Several species of bamboo are non-invasive and reach heights of up to 35 feet tall. “Alphonse Karr” (Bambusa multiplex “Alphonse Karr”), for example, grows quickly in USDA zones 8 through 10 in full to partial sun. This clumping bamboo has attractive striped green stems and -- with occasional pruning -- maintains a height of about 8 to 10 feet tall. “Alphonse Karr” is deer resistant and tolerant of seacoast exposure. Another option is giant blue bamboo (Borinda boliana), one of the fastest growing clumping bamboos. It grows up to 20 feet tall in full sun in USDA zones 8 and 9 and produces feathery green foliage on arching canes. Clumping bamboo spreads a few inches each year, while many other bamboos spread a number of feet in a year but are invasive.
3. Hummingbird and Butterfly Attractants
Plants that attract hummingbirds and butterflies bring additional beauty and interest to the garden that children may especially appreciate. Swamp jessamine (Gelsemium rankinii), also known as Rankin's trumpetflower, is a semi-evergreen vine growing in full to partial sun in USDA zones 7 through 9. The long-blooming bright yellow flowers provide nectar to hummingbirds. The plants grows quickly up to heights of 10 to 20 feet. To attract both hummingbirds and butterflies, consider the fast-growing peacock flower (Caesalpinia Pulcherrima), which thrives in USDA zones 9 through 11. This 10 to 20-foot tall broadleaf evergreen shrub produces vibrant red orange blooms and fern-like foliage. It grows best in full sun and tolerates drought-like conditions. Parts of swamp jessamine and peacock flower are toxic to humans and pets.

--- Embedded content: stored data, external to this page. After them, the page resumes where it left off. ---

use common::query::Filter;

use crate::ast::expr::Expr;
use crate::logical::plan::{AggExpr, JoinType, NamedExpr, SortKey, WindowExpr};
use crate::physical::cost::{self, PlanEstimate};

/// Physical operator tree: the logical shape annotated with algorithm
/// choices, exact output projections and cost estimates.
#[derive(Debug, Clone)]
pub enum PhysicalPlan {
    TableScan {
        table: String,
        filters: Vec<Filter>,
        limit: Option<usize>,
        projection: Vec<String>,
        /// Full schema when no projection applies.
        schema: Vec<String>,
        parallel: bool,
        base_rows: usize,
        from_cte: bool,
    },
    Values {
        columns: Vec<String>,
        rows: Vec<Vec<Expr>>,
    },
    Filter {
        predicate: Expr,
        input: Box<PhysicalPlan>,
    },
    Project {
        exprs: Vec<NamedExpr>,
        input: Box<PhysicalPlan>,
    },
    HashJoin {
        join_type: JoinType,
        semi: bool,
        left_key: Expr,
        right_key: Expr,
        residual: Option<Expr>,
        right_qualifier: String,
        /// Build the hash table from the left child instead of the right.
        build_left: bool,
        left: Box<PhysicalPlan>,
        right: Box<PhysicalPlan>,
    },
    HashAggregate {
        group_by: Vec<NamedExpr>,
        aggregates: Vec<AggExpr>,
        input: Box<PhysicalPlan>,
    },
    Sort {
        keys: Vec<SortKey>,
        input: Box<PhysicalPlan>,
    },
    Limit {
        limit: Option<usize>,
        offset: usize,
        input: Box<PhysicalPlan>,
    },
    WindowOp {
        funcs: Vec<WindowExpr>,
        input: Box<PhysicalPlan>,
    },
    UnionAll {
        inputs: Vec<PhysicalPlan>,
    },
}

/// A planned SELECT: materialized CTEs plus the root tree.
#[derive(Debug, Clone)]
pub struct PhysicalSelect {
    pub ctes: Vec<PhysicalCte>,
    pub root: PhysicalPlan,
}

#[derive(Debug, Clone)]
pub struct PhysicalCte {
    pub name: String,
    pub columns: Vec<String>,
    pub plan: PhysicalPlan,
    pub recursive: bool,
}

impl PhysicalPlan {
    /// Algorithm label; also the deterministic tie break when candidate
    /// costs match.
    pub fn algorithm(&self) -> &'static str {
        match self {
            PhysicalPlan::TableScan { parallel: false, .. } => "TableScan(serial)",
            PhysicalPlan::TableScan { parallel: true, .. } => "TableScan(parallel)",
            PhysicalPlan::Values { .. } => "Values",
            PhysicalPlan::Filter { .. } => "Selection",
            PhysicalPlan::Project { .. } => "Projection",
            PhysicalPlan::HashJoin { .. } => "HashJoin",
            PhysicalPlan::HashAggregate { .. } => "HashAggregate",
            PhysicalPlan::Sort { .. } => "Sort(in-memory)",
            PhysicalPlan::Limit { .. } => "Limit",
            PhysicalPlan::WindowOp { .. } => "Window",
            PhysicalPlan::UnionAll { .. } => "UnionAll",
        }
    }

    pub fn estimate(&self) -> PlanEstimate {
        match self {
            PhysicalPlan::TableScan {
                filters,
                limit,
                base_rows,
                ..
            } => {
                let mut rows = *base_rows as f64;
                if !filters.is_empty() {
                    rows *= cost::DEFAULT_SELECTIVITY;
                }
                if let Some(cap) = limit {
                    rows = rows.min(*cap as f64);
                }
                PlanEstimate {
                    rows,
                    cost: cost::scan_cost(rows),
                }
            }
            PhysicalPlan::Values { rows, .. } => PlanEstimate {
                rows: rows.len() as f64,
                cost: rows.len() as f64 * cost::PROJECT_CPU,
            },
            PhysicalPlan::Filter { input, .. } => {
                let child = input.estimate();
                PlanEstimate {
                    rows: child.rows * cost::DEFAULT_SELECTIVITY,
                    cost: cost::filter_cost(child.rows, child.cost),
                }
            }
            PhysicalPlan::Project { input, .. } => {
                let child = input.estimate();
                PlanEstimate {
                    rows: child.rows,
                    cost: cost::project_cost(child.rows, child.cost),
                }
            }
            PhysicalPlan::HashJoin {
                left,
                right,
                residual,
                left_key,
                ..
            } => {
                let l = left.estimate();
                let r = right.estimate();
                let equi = !matches!(left_key, Expr::Literal(_));
                let rows = if equi {
                    // left.rows × right.rows / max(left.rows, right.rows)
                    l.rows.min(r.rows).max(0.0)
                } else {
                    l.rows * r.rows * cost::CROSS_JOIN_SELECTIVITY
                };
                let rows = if residual.is_some() && equi {
                    rows * cost::DEFAULT_SELECTIVITY
                } else {
                    rows
                };
                PlanEstimate {
                    rows,
                    cost: cost::hash_join_cost(l.rows, r.rows, l.cost + r.cost),
                }
            }
            PhysicalPlan::HashAggregate { input, .. } => {
                let child = input.estimate();
                PlanEstimate {
                    rows: (child.rows * cost::DEFAULT_SELECTIVITY).max(1.0),
                    cost: cost::hash_aggregate_cost(child.rows, child.cost),
                }
            }
            PhysicalPlan::Sort { input, .. } => {
                let child = input.estimate();
                PlanEstimate {
                    rows: child.rows,
                    cost: cost::sort_cost(child.rows, child.cost),
                }
            }
            PhysicalPlan::Limit { limit, input, .. } => {
                let child = input.estimate();
                let rows = match limit {
                    Some(n) => child.rows.min(*n as f64),
                    None => child.rows,
                };
                PlanEstimate {
                    rows,
                    cost: cost::limit_cost(child.rows, *limit, child.cost),
                }
            }
            PhysicalPlan::WindowOp { input, .. } => {
                let child = input.estimate();
                PlanEstimate {
                    rows: child.rows,
                    cost: cost::sort_cost(child.rows, child.cost),
                }
            }
            PhysicalPlan::UnionAll { inputs } => {
                let mut rows = 0.0;
                let mut total = 0.0;
                for input in inputs {
                    let e = input.estimate();
                    rows += e.rows;
                    total += e.cost;
                }
                PlanEstimate { rows, cost: total }
            }
        }
    }

    pub fn output_columns(&self) -> Vec<String> {
        match self {
            PhysicalPlan::TableScan {
                schema, projection, ..
            } => {
                if projection.is_empty() {
                    schema.clone()
                } else {
                    projection.clone()
                }
            }
            PhysicalPlan::Values { columns, .. } => columns.clone(),
            PhysicalPlan::Filter { input, .. }
            | PhysicalPlan::Limit { input, .. }
            | PhysicalPlan::Sort { input, .. } => input.output_columns(),
            PhysicalPlan::Project { exprs, .. } => exprs.iter().map(|e| e.name()).collect(),
            PhysicalPlan::HashJoin {
                left,
                right,
                semi,
                right_qualifier,
                ..
            } => {
                let mut out = left.output_columns();
                if !*semi {
                    for col in right.output_columns() {
                        if out.contains(&col) {
                            out.push(format!("{}.{}", right_qualifier, col));
                        } else {
                            out.push(col);
                        }
                    }
                }
                out
            }
            PhysicalPlan::HashAggregate {
                group_by,
                aggregates,
                ..
            } => group_by
                .iter()
                .map(|g| g.name())
                .chain(aggregates.iter().map(|a| a.alias.clone()))
                .collect(),
            PhysicalPlan::WindowOp { funcs, input } => {
                let mut out = input.output_columns();
                out.extend(funcs.iter().map(|f| f.alias.clone()));
                out
            }
            PhysicalPlan::UnionAll { inputs } => inputs
                .first()
                .map(|p| p.output_columns())
                .unwrap_or_default(),
        }
    }

    /// EXPLAIN rendering: one line per node, children indented.
    pub fn explain_into(&self, depth: usize, out: &mut Vec<String>) {
        let est = self.estimate();
        let detail = match self {
            PhysicalPlan::TableScan {
                table,
                filters,
                limit,
                projection,
                ..
            } => {
                let mut s = format!("table={}", table);
                if !filters.is_empty() {
                    s.push_str(&format!(", pushed_filters={}", filters.len()));
                }
                if let Some(n) = limit {
                    s.push_str(&format!(", read_cap={}", n));
                }
                if !projection.is_empty() {
                    s.push_str(&format!(", columns=[{}]", projection.join(", ")));
                }
                s
            }
            PhysicalPlan::Filter { predicate, .. } => format!("predicate={}", predicate),
            PhysicalPlan::Project { exprs, .. } => format!(
                "exprs=[{}]",
                exprs.iter().map(|e| e.name()).collect::<Vec<_>>().join(", ")
            ),
            PhysicalPlan::HashJoin {
                join_type,
                semi,
                left_key,
                right_key,
                build_left,
                ..
            } => format!(
                "type={}{}, key={}={}, build={}",
                join_type.name(),
                if *semi { " SEMI" } else { "" },
                left_key,
                right_key,
                if *build_left { "left" } else { "right" }
            ),
            PhysicalPlan::HashAggregate {
                group_by,
                aggregates,
                ..
            } => format!(
                "group_by=[{}], aggs=[{}]",
                group_by.iter().map(|g| g.name()).collect::<Vec<_>>().join(", "),
                aggregates
                    .iter()
                    .map(|a| a.alias.clone())
                    .collect::<Vec<_>>()
                    .join(", ")
            ),
            PhysicalPlan::Sort { keys, .. } => format!(
                "keys=[{}]",
                keys.iter()
                    .map(|k| k.expr.to_string())
                    .collect::<Vec<_>>()
                    .join(", ")
            ),
            PhysicalPlan::Limit { limit, offset, .. } => {
                format!("limit={:?}, offset={}", limit, offset)
            }
            PhysicalPlan::WindowOp { funcs, .. } => format!("funcs={}", funcs.len()),
            PhysicalPlan::Values { rows, .. } => format!("rows={}", rows.len()),
            PhysicalPlan::UnionAll { inputs } => format!("branches={}", inputs.len()),
        };
        out.push(format!(
            "{}{} [{}] (rows≈{:.0}, cost≈{:.1})",
            "  ".repeat(depth),
            self.algorithm(),
            detail,
            est.rows,
            est.cost
        ));
        match self {
            PhysicalPlan::Filter { input, .. }
            | PhysicalPlan::Project { input, .. }
            | PhysicalPlan::HashAggregate { input, .. }
            | PhysicalPlan::Sort { input, .. }
            | PhysicalPlan::Limit { input, .. }
            | PhysicalPlan::WindowOp { input, .. } => input.explain_into(depth + 1, out),
            PhysicalPlan::HashJoin { left, right, .. } => {
                left.explain_into(depth + 1, out);
                right.explain_into(depth + 1, out);
            }
            PhysicalPlan::UnionAll { inputs } => {
                for input in inputs {
                    input.explain_into(depth + 1, out);
                }
            }
            _ => {}
        }
    }
}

4. Fast-Growing Tall Plants for Problem Areas
The fast growing, evergreen pyramidal arborvitae “Pyramidalis” (Thuja occidentalis “Pyramidalis”) grows to 5 feet wide and 25 feet tall at the rate of about 1 foot per year, when young. It tolerates overly wet, soggy soil in USDA zones 3 through 8. This bright green, pyramid-shaped conifer is often used for windbreaks and privacy screens. The toxicity of its foliage makes it resistant to deer, and it should not be eaten by humans. For a flowering option, consider the fingerleaf rodgersia (Rodgersia aesculifolia), which grows in shaded areas in USDA zones 5 through 8. Fingerleaf rodgersia grows to about 5-feet tall with white blooms appearing on 3-foot tall spikes. This fast grower thrives in overly wet soil and works well as a screen or border.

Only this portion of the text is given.